* Work task: Whenever a line in the entries below contains the string "IoError", copy that line.

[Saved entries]
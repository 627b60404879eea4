use serde::{Deserialize, Serialize};

/// Normalized, scheme-free, forward-slash relative asset path.
///
/// This is the universal key for manifest lookup, cache storage and in-flight
/// request tracking. Two identifiers that denote the same underlying asset
/// normalize to the same canonical path, and normalization is idempotent.
#[derive(Clone, Debug, PartialEq, Eq, Hash, PartialOrd, Ord, Serialize, Deserialize)]
#[serde(transparent)]
pub struct CanonicalAssetPath(String);

impl CanonicalAssetPath {
    /// Normalize an arbitrary asset identifier into a canonical path.
    ///
    /// Strips a bundled-resource scheme prefix (`res://` or `user://`),
    /// converts backslashes to forward slashes, drops empty and `.` segments
    /// and leading slashes, and removes leading `assets/` segments.
    pub fn normalize(identifier: &str) -> CanonicalAssetPath {
        let cleaned = identifier.trim().replace('\\', "/");
        let without_scheme = cleaned
            .strip_prefix("res://")
            .or_else(|| cleaned.strip_prefix("user://"))
            .unwrap_or(&cleaned);

        let mut segments: Vec<&str> = without_scheme
            .split('/')
            .filter(|segment| !segment.is_empty() && *segment != ".")
            .collect();

        // Strip leading "assets/" repeatedly so re-normalizing is a no-op
        while segments.first() == Some(&"assets") {
            segments.remove(0);
        }

        CanonicalAssetPath(segments.join("/"))
    }

    /// Wrap a string that is already in canonical form (e.g. read back from
    /// the cache index).
    pub fn from_canonical(path: String) -> CanonicalAssetPath {
        CanonicalAssetPath(path)
    }

    pub fn as_str(&self) -> &str {
        &self.0
    }

    pub fn is_empty(&self) -> bool {
        self.0.is_empty()
    }

    /// Final path segment, i.e. the file name.
    pub fn basename(&self) -> &str {
        self.0.rsplit('/').next().unwrap_or("")
    }

    /// Lowercased file extension, if any.
    pub fn extension(&self) -> Option<String> {
        let basename = self.basename();
        let (stem, ext) = basename.rsplit_once('.')?;
        if stem.is_empty() || ext.is_empty() {
            return None;
        }
        Some(ext.to_ascii_lowercase())
    }

    pub fn segments(&self) -> Vec<&str> {
        if self.0.is_empty() {
            Vec::default()
        } else {
            self.0.split('/').collect()
        }
    }

    /// Directory segments only, excluding the basename.
    fn parent_segments(&self) -> Vec<&str> {
        let mut segments = self.segments();
        segments.pop();
        segments
    }

    /// Similarity of the directory portion of two paths: the count of
    /// identical same-position segments divided by the larger segment count.
    /// Two paths with no directory portion at all are fully similar.
    pub fn segment_similarity(
        &self,
        other: &CanonicalAssetPath,
    ) -> f32 {
        let a = self.parent_segments();
        let b = other.parent_segments();
        let max_len = a.len().max(b.len());
        if max_len == 0 {
            return 1.0;
        }

        let matching = a
            .iter()
            .zip(b.iter())
            .filter(|(left, right)| left == right)
            .count();
        matching as f32 / max_len as f32
    }
}

impl std::fmt::Display for CanonicalAssetPath {
    fn fmt(
        &self,
        f: &mut std::fmt::Formatter<'_>,
    ) -> std::fmt::Result {
        self.0.fmt(f)
    }
}

#[cfg(test)]
mod test {
    use super::*;

    #[test]
    fn normalize_strips_scheme_and_assets_prefix() {
        let path = CanonicalAssetPath::normalize("res://assets/models/slime.glb");
        assert_eq!(path.as_str(), "models/slime.glb");

        let path = CanonicalAssetPath::normalize("assets/textures/grass.png");
        assert_eq!(path.as_str(), "textures/grass.png");
    }

    #[test]
    fn normalize_canonicalizes_separators_and_slashes() {
        let path = CanonicalAssetPath::normalize("models\\environment\\island.glb");
        assert_eq!(path.as_str(), "models/environment/island.glb");

        let path = CanonicalAssetPath::normalize("/models//tree.glb");
        assert_eq!(path.as_str(), "models/tree.glb");

        let path = CanonicalAssetPath::normalize("./audio/theme.ogg");
        assert_eq!(path.as_str(), "audio/theme.ogg");
    }

    #[test]
    fn normalize_is_idempotent() {
        let identifiers = [
            "res://assets/models/slime.glb",
            "assets/assets/models/slime.glb",
            "models\\slime.glb",
            "/slime.glb",
            "slime.glb",
            "",
        ];
        for identifier in identifiers {
            let once = CanonicalAssetPath::normalize(identifier);
            let twice = CanonicalAssetPath::normalize(once.as_str());
            assert_eq!(once, twice, "not idempotent for {:?}", identifier);
        }
    }

    #[test]
    fn equivalent_identifiers_normalize_identically() {
        let a = CanonicalAssetPath::normalize("res://assets/models/slime.glb");
        let b = CanonicalAssetPath::normalize("models/slime.glb");
        let c = CanonicalAssetPath::normalize("assets\\models\\slime.glb");
        assert_eq!(a, b);
        assert_eq!(b, c);
    }

    #[test]
    fn basename_and_extension() {
        let path = CanonicalAssetPath::normalize("models/environment/island.glb");
        assert_eq!(path.basename(), "island.glb");
        assert_eq!(path.extension(), Some("glb".to_string()));

        let path = CanonicalAssetPath::normalize("textures/GRASS.PNG");
        assert_eq!(path.extension(), Some("png".to_string()));

        let path = CanonicalAssetPath::normalize("no_extension");
        assert_eq!(path.extension(), None);
    }

    #[test]
    fn segment_similarity_counts_directory_segments() {
        let a = CanonicalAssetPath::normalize("a/b/c/file.glb");
        let b = CanonicalAssetPath::normalize("a/x/c/file.glb");
        // Directories [a, b, c] vs [a, x, c] agree in 2 of 3 positions
        let similarity = a.segment_similarity(&b);
        assert!((similarity - 2.0 / 3.0).abs() < 1e-6);
    }

    #[test]
    fn segment_similarity_of_bare_filenames_is_full() {
        let a = CanonicalAssetPath::normalize("file.glb");
        let b = CanonicalAssetPath::normalize("file.glb");
        assert_eq!(a.segment_similarity(&b), 1.0);
    }

    #[test]
    fn segment_similarity_at_exact_boundary() {
        // 7 of 10 directory segments agree: similarity is exactly 0.70
        let a = CanonicalAssetPath::normalize("a/b/c/d/e/f/g/h/i/j/file.glb");
        let b = CanonicalAssetPath::normalize("a/b/c/d/e/f/g/x/y/z/file.glb");
        let similarity = a.segment_similarity(&b);
        assert!((similarity - 0.70).abs() < 1e-6);
        assert!(similarity >= 0.70);

        // 6 of 10 falls below
        let c = CanonicalAssetPath::normalize("a/b/c/d/e/f/w/x/y/z/file.glb");
        assert!(a.segment_similarity(&c) < 0.70);
    }

    #[test]
    fn segment_similarity_uses_larger_segment_count() {
        let a = CanonicalAssetPath::normalize("a/b/file.glb");
        let b = CanonicalAssetPath::normalize("a/b/c/d/file.glb");
        // Directories [a, b] vs [a, b, c, d] agree in 2 of 4 positions
        let similarity = a.segment_similarity(&b);
        assert!((similarity - 0.5).abs() < 1e-6);
    }
}
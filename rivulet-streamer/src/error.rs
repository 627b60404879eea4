use rivulet_base::ManifestError;
use std::sync::Arc;

#[derive(Debug, Clone)]
pub enum StreamError {
    StringError(String),
    IoError(Arc<std::io::Error>),
    JsonError(Arc<serde_json::Error>),
    ManifestError(ManifestError),
    HttpStatus(u16),
    TransportError(String),
    DecodeError(String),
}

impl std::error::Error for StreamError {
    fn source(&self) -> Option<&(dyn std::error::Error + 'static)> {
        match *self {
            StreamError::StringError(_) => None,
            StreamError::IoError(ref e) => Some(&**e),
            StreamError::JsonError(ref e) => Some(&**e),
            StreamError::ManifestError(ref e) => Some(e),
            StreamError::HttpStatus(_) => None,
            StreamError::TransportError(_) => None,
            StreamError::DecodeError(_) => None,
        }
    }
}

impl std::fmt::Display for StreamError {
    fn fmt(
        &self,
        fmt: &mut std::fmt::Formatter,
    ) -> std::fmt::Result {
        match *self {
            StreamError::StringError(ref e) => e.fmt(fmt),
            StreamError::IoError(ref e) => e.fmt(fmt),
            StreamError::JsonError(ref e) => e.fmt(fmt),
            StreamError::ManifestError(ref e) => e.fmt(fmt),
            StreamError::HttpStatus(status) => write!(fmt, "HTTP status {}", status),
            StreamError::TransportError(ref e) => e.fmt(fmt),
            StreamError::DecodeError(ref e) => e.fmt(fmt),
        }
    }
}

impl From<&str> for StreamError {
    fn from(str: &str) -> Self {
        StreamError::StringError(str.to_string())
    }
}

impl From<String> for StreamError {
    fn from(string: String) -> Self {
        StreamError::StringError(string)
    }
}

impl From<std::io::Error> for StreamError {
    fn from(error: std::io::Error) -> Self {
        StreamError::IoError(Arc::new(error))
    }
}

impl From<serde_json::Error> for StreamError {
    fn from(error: serde_json::Error) -> Self {
        StreamError::JsonError(Arc::new(error))
    }
}

impl From<ManifestError> for StreamError {
    fn from(error: ManifestError) -> Self {
        StreamError::ManifestError(error)
    }
}

pub type StreamResult<T> = Result<T, StreamError>;
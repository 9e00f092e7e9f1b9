//! Utility functions shared across crates

use crate::error::{Error, Result};
use std::path::PathBuf;

/// Get the user's home directory
///
/// Prefers the HOME environment variable over `dirs::home_dir()` so that
/// containers and test harnesses that override HOME are respected.
pub fn get_home_dir() -> Result<PathBuf> {
    if let Ok(home) = std::env::var("HOME") {
        return Ok(PathBuf::from(home));
    }

    dirs::home_dir().ok_or_else(|| Error::invalid_config("Could not determine home directory"))
}

/// Get the unwanted state directory (~/.unwanted)
pub fn get_unwanted_dir() -> Result<PathBuf> {
    Ok(get_home_dir()?.join(".unwanted"))
}

/// Default location of the editor's extensions directory (~/.vscode/extensions)
pub fn default_extensions_dir() -> Result<PathBuf> {
    Ok(get_home_dir()?.join(".vscode").join("extensions"))
}

/// Default location of the state file (~/.unwanted/state.json)
pub fn default_state_file() -> Result<PathBuf> {
    Ok(get_unwanted_dir()?.join("state.json"))
}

* Answer for the task:
    IoError(Arc<std::io::Error>),
            StreamError::IoError(ref e) => Some(&**e),
            StreamError::IoError(ref e) => e.fmt(fmt),
        StreamError::IoError(Arc::new(error))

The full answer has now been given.